The children’s contribution develops the environmental theme of the work with folksy, mischievous riddles, primarily about the survival for millions of years of the common weed. The Prom will be signed by Dr Paul Whittaker, Artistic Director of Music and the Deaf, with a team of signing students.
Bob Chilcott says “This new piece both mourns and celebrates our planet, and I very much hope that even the youngest child can’t fail to be drawn into the massed sound and thrilling atmosphere of the performance”
Notes for editors
This press release is issued by Jo Forrest PR on behalf of Bob Chilcott & Charles Bennett.
BOB CHILCOTT AND CHARLES BENNETT have enjoyed a fruitful partnership for several years, and the resulting works are published by Oxford University Press. Swimming Over London was composed for The King’s Singers and chosen as the title track for the CD released in 2010 on Signum. The Rose in the Middle of Winter, written for the 90th birthday of Sir David Willcocks, is a beautiful unaccompanied eight-part carol whose flexible meter creates a dramatic sense of movement. The Sparrows’ Carol is published in the prestigious new anthology, Carols for Choirs 5, and scored for choir and chamber orchestra. The Seeds of Stars was written for choir and orchestra and premièred at Newfoundland’
BOB CHILCOTT
Described by the Observer as “a contemporary hero of British Choral Music”, Bob Chilcott works tirelessly as a composer and choral conductor.

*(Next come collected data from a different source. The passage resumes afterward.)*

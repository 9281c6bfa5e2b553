//! Event to action tables for both controllers.
//!
//! Front-ends translate raw input into events; these tables decide which
//! controller action (if any) an event maps to, given the little context
//! needed for guards such as boundary pages or disabled buttons.

use crate::models::{ContactUpdate, HistoryFilter, PaymentMethod, ProfileSection, StatusFilter, Theme};

// ---------------------------------------------------------------------------
// Catalog
// ---------------------------------------------------------------------------

/// Keyboard shortcuts recognised on the catalog page
#[derive(Debug, Clone, Copy, PartialEq, Eq)]
pub enum Shortcut {
    /// Ctrl/Cmd + K
    FocusSearch,
    Escape,
    ArrowLeft,
    ArrowRight,
}

#[derive(Debug, Clone, PartialEq, Eq)]
pub enum CatalogEvent {
    /// Search box content changed
    Input(String),
    /// Enter pressed in the search box
    Submit,
    ClearClicked,
    FilterClicked(StatusFilter),
    PageClicked(u32),
    PreviousClicked,
    NextClicked,
    Key(Shortcut),
    SearchBlurred,
    DetailsClicked(String),
    CloseDetails,
    CheckoutClicked { isbn: String, card_input: String },
    RetryClicked,
    DismissNotification,
}

#[derive(Debug, Clone, PartialEq, Eq)]
pub enum CatalogAction {
    /// Store the text and (re)arm the debounce timer
    UpdateQuery(String),
    /// Back to page 1 and search immediately
    SearchFirstPage,
    SetFilter(StatusFilter),
    GoToPage(u32),
    /// Empty the query, search from page 1 and focus the box
    ClearQuery,
    FocusSearch,
    Blur,
    ShowDetails(String),
    CloseDetails,
    Checkout { isbn: String, card_input: String },
    Retry,
    DismissNotification,
}

/// Catalog state consulted by the dispatch guards
#[derive(Debug, Clone, Copy, PartialEq, Eq)]
pub struct CatalogContext {
    pub search_focused: bool,
    pub page: u32,
    pub total_pages: u32,
}

pub fn dispatch_catalog(event: CatalogEvent, ctx: CatalogContext) -> Option<CatalogAction> {
    use CatalogAction as A;
    use CatalogEvent as E;

    let action = match event {
        E::Input(text) => A::UpdateQuery(text),
        E::Submit => A::SearchFirstPage,
        E::ClearClicked => A::ClearQuery,
        E::FilterClicked(filter) => A::SetFilter(filter),
        E::PageClicked(page) => A::GoToPage(page),
        E::PreviousClicked if ctx.page > 1 => A::GoToPage(ctx.page - 1),
        E::NextClicked if ctx.page < ctx.total_pages => A::GoToPage(ctx.page + 1),
        E::Key(Shortcut::FocusSearch) => A::FocusSearch,
        E::Key(Shortcut::Escape) if ctx.search_focused => A::ClearQuery,
        E::Key(Shortcut::ArrowLeft) if !ctx.search_focused && ctx.page > 1 => {
            A::GoToPage(ctx.page - 1)
        }
        E::Key(Shortcut::ArrowRight) if !ctx.search_focused && ctx.page < ctx.total_pages => {
            A::GoToPage(ctx.page + 1)
        }
        E::SearchBlurred => A::Blur,
        E::DetailsClicked(isbn) => A::ShowDetails(isbn),
        E::CloseDetails => A::CloseDetails,
        E::CheckoutClicked { isbn, card_input } => A::Checkout { isbn, card_input },
        E::RetryClicked => A::Retry,
        E::DismissNotification => A::DismissNotification,
        _ => return None,
    };
    Some(action)
}

// ---------------------------------------------------------------------------
// Profile
// ---------------------------------------------------------------------------

#[derive(Debug, Clone, PartialEq)]
pub enum ProfileEvent {
    MenuClicked(ProfileSection),
    EditClicked,
    CancelEditClicked,
    ContactSubmitted(ContactUpdate),
    LoanToggled { loan_id: i64, selected: bool },
    RenewSelectedClicked,
    RenewClicked(i64),
    PayFinesClicked,
    PaymentMethodChosen(PaymentMethod),
    ConfirmPaymentClicked,
    ModalCloseClicked,
    HistoryFilterChanged(HistoryFilter),
    ThemeClicked(Theme),
    LogoutClicked,
    DismissNotification,
}

#[derive(Debug, Clone, PartialEq)]
pub enum ProfileAction {
    ShowSection(ProfileSection),
    BeginEdit,
    CancelEdit,
    SubmitContact(ContactUpdate),
    SelectLoan { loan_id: i64, selected: bool },
    RenewSelected,
    RenewSingle(i64),
    OpenPayment,
    ChoosePaymentMethod(PaymentMethod),
    PayFines,
    ClosePayment,
    FilterHistory(HistoryFilter),
    SetTheme(Theme),
    Logout,
    DismissNotification,
}

/// Profile state consulted by the dispatch guards
#[derive(Debug, Clone, Copy, PartialEq, Eq)]
pub struct ProfileContext {
    pub has_loans: bool,
    pub has_fines: bool,
    pub payment_open: bool,
}

pub fn dispatch_profile(event: ProfileEvent, ctx: ProfileContext) -> Option<ProfileAction> {
    use ProfileAction as A;
    use ProfileEvent as E;

    let action = match event {
        E::MenuClicked(section) => A::ShowSection(section),
        E::EditClicked => A::BeginEdit,
        E::CancelEditClicked => A::CancelEdit,
        E::ContactSubmitted(update) => A::SubmitContact(update),
        E::LoanToggled { loan_id, selected } => A::SelectLoan { loan_id, selected },
        E::RenewSelectedClicked if ctx.has_loans => A::RenewSelected,
        E::RenewClicked(loan_id) => A::RenewSingle(loan_id),
        E::PayFinesClicked if ctx.has_fines => A::OpenPayment,
        E::PaymentMethodChosen(method) if ctx.payment_open => A::ChoosePaymentMethod(method),
        E::ConfirmPaymentClicked if ctx.payment_open => A::PayFines,
        E::ModalCloseClicked if ctx.payment_open => A::ClosePayment,
        E::HistoryFilterChanged(filter) => A::FilterHistory(filter),
        E::ThemeClicked(theme) => A::SetTheme(theme),
        E::LogoutClicked => A::Logout,
        E::DismissNotification => A::DismissNotification,
        _ => return None,
    };
    Some(action)
}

He has over 125 pieces published by Oxford University Press, two acclaimed recordings on Signum, Making Waves (The Sirens) and Man I Sing (BBC Singers), and he wrote the title tracks for the King’s Singers albums, Swimming over London and High Flight. His Irish Blessing featured on the multi-platinum debut album of The Priests in 2008. In March 2012 his Requiem was released on Hyperion, performed by Wells Cathedral Choir and the Nash Ensemble, conducted by Matthew Owens, and in November two complete discs of his music will appear, one by the BBC Choir of the Year, the Wellensian Consort, and the other, on Signum, on which he conducts the Wroclaw Philharmonic Choir.
In 2002 he was appointed Principal Guest Conductor of the BBC’s acclaimed professional choir, the BBC Singers, and he has conducted other distinguished choirs including RIAS Kammerchor, Vancouver Chamber Choir, Jauna Musika, The World Youth Choir, Tower New Zealand Youth Choir, Taipei Chamber Singers, Wroclaw Philharmonic Choir, and the Kyoto Echo Choir. Since 1997 he has conducted in 23 countries, and in 2012 he has invitations to conduct in Poland, Denmark, Spain, Germany, China, Japan, USA, and Canada.

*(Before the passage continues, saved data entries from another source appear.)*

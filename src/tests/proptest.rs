use crate::{decode, normalize, normalize_str, InferencePreTokenizer, Lexicon, LexiconPaths, Tokenizer};
use proptest::prelude::*;

fn data_lexicon() -> Lexicon {
    let paths = LexiconPaths::in_dir(concat!(env!("CARGO_MANIFEST_DIR"), "/data"));
    Lexicon::load(&paths).expect("fixture lexicon should load")
}

proptest! {
    // Invariant 2: normalize(normalize(s)) == normalize(s).
    #[test]
    fn normalization_is_idempotent(s in ".{0,300}") {
        let once = normalize_str(&s);
        let twice = normalize_str(&once);
        prop_assert_eq!(once, twice);
    }

    // Invariant 3: the streaming and pure normalizer forms agree on every input.
    #[test]
    fn streaming_and_pure_normalizer_forms_agree(s in ".{0,300}") {
        let pure = normalize_str(&s);
        let streaming = normalize(s.clone());
        prop_assert_eq!(pure, streaming);
    }

    // Invariant 4: normalize is a pure function of its input.
    #[test]
    fn normalize_is_deterministic(s in ".{0,300}") {
        prop_assert_eq!(normalize_str(&s), normalize_str(&s));
    }

    // Invariant 5: no EOL/SPACE-labeled token survives the final tokenizer output.
    #[test]
    fn tokenizer_output_has_no_whitespace_tokens(s in "[a-zA-Zăâîșț .,\n\t]{0,200}") {
        let lex = data_lexicon();
        let tokenizer = Tokenizer::new(&lex);
        let normalized = normalize_str(&s);
        let tokens = tokenizer.tokenize(&normalized);
        for t in &tokens {
            prop_assert!(t.chars().any(|c| !c.is_whitespace()));
        }
    }

    // Invariant 4 (tokenizer side): tokenize is a pure function of the input and lexicon.
    #[test]
    fn tokenize_is_deterministic(s in "[a-zA-Zăâîșț .,\n\t]{0,200}") {
        let lex = data_lexicon();
        let tokenizer = Tokenizer::new(&lex);
        let normalized = normalize_str(&s);
        prop_assert_eq!(tokenizer.tokenize(&normalized), tokenizer.tokenize(&normalized));
    }

    // Invariant 1: pre-tokenizer offsets, with at most one inter-token space,
    // reproduce the normalized input exactly unless a desync is reported.
    #[test]
    fn pretokenizer_offsets_cover_the_normalized_string(s in "[a-zA-Zăâîșț .,\n\t]{0,200}") {
        let lex = data_lexicon();
        let pre = InferencePreTokenizer::new(Tokenizer::new(&lex));
        let normalized = normalize_str(&s);
        let result = pre.pre_tokenize_str(&normalized);

        if result.desync.is_none() {
            let mut cursor = 0usize;
            for tok in &result.tokens {
                prop_assert!(tok.start >= cursor);
                // at most one inter-token gap byte (a single ASCII space)
                prop_assert!(tok.start - cursor <= 1);
                cursor = tok.end;
            }
            prop_assert!(normalized.len() - cursor <= 1);
        }
    }

    // Invariant 8: decode(tokens) only omits the inter-token space around a
    // dash boundary.
    #[test]
    fn decode_adjacency_matches_dash_rule(a in "[a-zA-Z-]{1,10}", b in "[a-zA-Z-]{1,10}") {
        let tokens = vec![a.clone(), b.clone()];
        let decoded = decode(&tokens);
        let expect_no_space = a.ends_with('-') || b.starts_with('-');
        let has_space = decoded == format!("{a} {b}");
        let no_space = decoded == format!("{a}{b}");
        if expect_no_space {
            prop_assert!(no_space);
        } else {
            prop_assert!(has_space);
        }
    }
}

Chilcott maintains a busy schedule of commissions. Amongst shorter carols and anthems, 2013 will see the completion of an hour-long setting of the St John Passion for Wells Cathedral for SATB choir, soloists, and instruments, and Five Days that Changed the World, a 20-minute work setting words by Charles Bennett for youth choirs, brass, and organ, which will be premiered in Worcester Cathedral as part of the Worcester International Festival for Young Singers in July 2013.

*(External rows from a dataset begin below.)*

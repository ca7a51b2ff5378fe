//! The public tokenizer facade: wires segmentation, dash-splitting, phrasal
//! recognition, and gluing into the single `tokenize` entry point.

use tracing::debug;

use crate::classify::Classifier;
use crate::dash::split_dashed_words;
use crate::glue::{drop_whitespace, glue};
use crate::lexicon::Lexicon;
use crate::phrasal::{recognize, PhrasalKind};
use crate::segment::segment;
use crate::token::Token;

/// A rule-based Romanian tokenizer bound to one [`Lexicon`]. Cheap to
/// construct (it only borrows the lexicon); safe to share across threads.
pub struct Tokenizer<'a> {
    lexicon: &'a Lexicon,
}

impl<'a> Tokenizer<'a> {
    pub fn new(lexicon: &'a Lexicon) -> Self {
        Tokenizer { lexicon }
    }

    /// Splits `input` (already normalized — see [`crate::normalizer`]) into
    /// its final token strings, in left-to-right order, with whitespace
    /// tokens dropped. This is the text-only counterpart of
    /// [`Tokenizer::tokenize_tagged`], matching the original library's
    /// `tokenize` contract.
    pub fn tokenize(&self, input: &str) -> Vec<String> {
        self.tokenize_tagged(input)
            .into_iter()
            .map(|t| t.text)
            .collect()
    }

    /// Runs the full pipeline and keeps the class labels, useful for callers
    /// (like the pre-tokenizer adapter) that need to reason about token
    /// kinds rather than just their text.
    pub fn tokenize_tagged(&self, input: &str) -> Vec<Token> {
        let classifier = Classifier::new(self.lexicon);

        let tokens = segment(input, &classifier);
        debug!(count = tokens.len(), "segmented into character-class runs");

        let tokens = split_dashed_words(self.lexicon, tokens);
        let tokens = recognize(self.lexicon, tokens, PhrasalKind::Abbr);
        let tokens = recognize(self.lexicon, tokens, PhrasalKind::Mwe);
        let tokens = glue(tokens, true);

        drop_whitespace(tokens)
    }

    pub fn max_word_len(&self) -> usize {
        self.lexicon.max_word_len()
    }
}
//! The decoder: reattaches clitics to their host when joining tokens back
//! into a display string.

/// Joins `tokens` with a single space between each pair, except when the
/// left token ends with `-` or the right token starts with `-` — those
/// join directly with no space, since the dash marks a clitic boundary the
/// [`crate::dash`] splitter introduced.
pub fn decode(tokens: &[String]) -> String {
    match tokens.len() {
        0 => String::new(),
        1 => tokens[0].clone(),
        _ => {
            let mut out = String::new();
            for pair in tokens.windows(2) {
                let (ctok, ntok) = (&pair[0], &pair[1]);
                out.push_str(ctok);
                if !ctok.ends_with('-') && !ntok.starts_with('-') {
                    out.push(' ');
                }
            }
            out.push_str(&tokens[tokens.len() - 1]);
            out
        }
    }
}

CHARLES BENNETT is a highly regarded, prize-winning poet whose work has been published to wide acclaim in the UK, Europe and America. He was born in the North West of England and was a mature student in the 1980s at London University and the University of Massachusetts, where he was mentored by Nobel Laureate Joseph Brodsky. Following the completion of a doctorate on the structure of meaning in Seamus Heaney’s sequences, he taught English and Drama for several years before becoming the first Director of Ledbury Poetry Festival, which he established and ran for a number of highly-successful years before stepping down to become an academic. He is currently Reader in Poetry at the University of Northampton where he leads the BA in Creative Writing.
His engaging second full-length collection, How to Make a Woman Out of Water, appeared with Enitharmon in 2007. His poems have been reviewed by Frieda Hughes in The Times and have featured in over 150 poetry magazines including the Times Literary Supplement.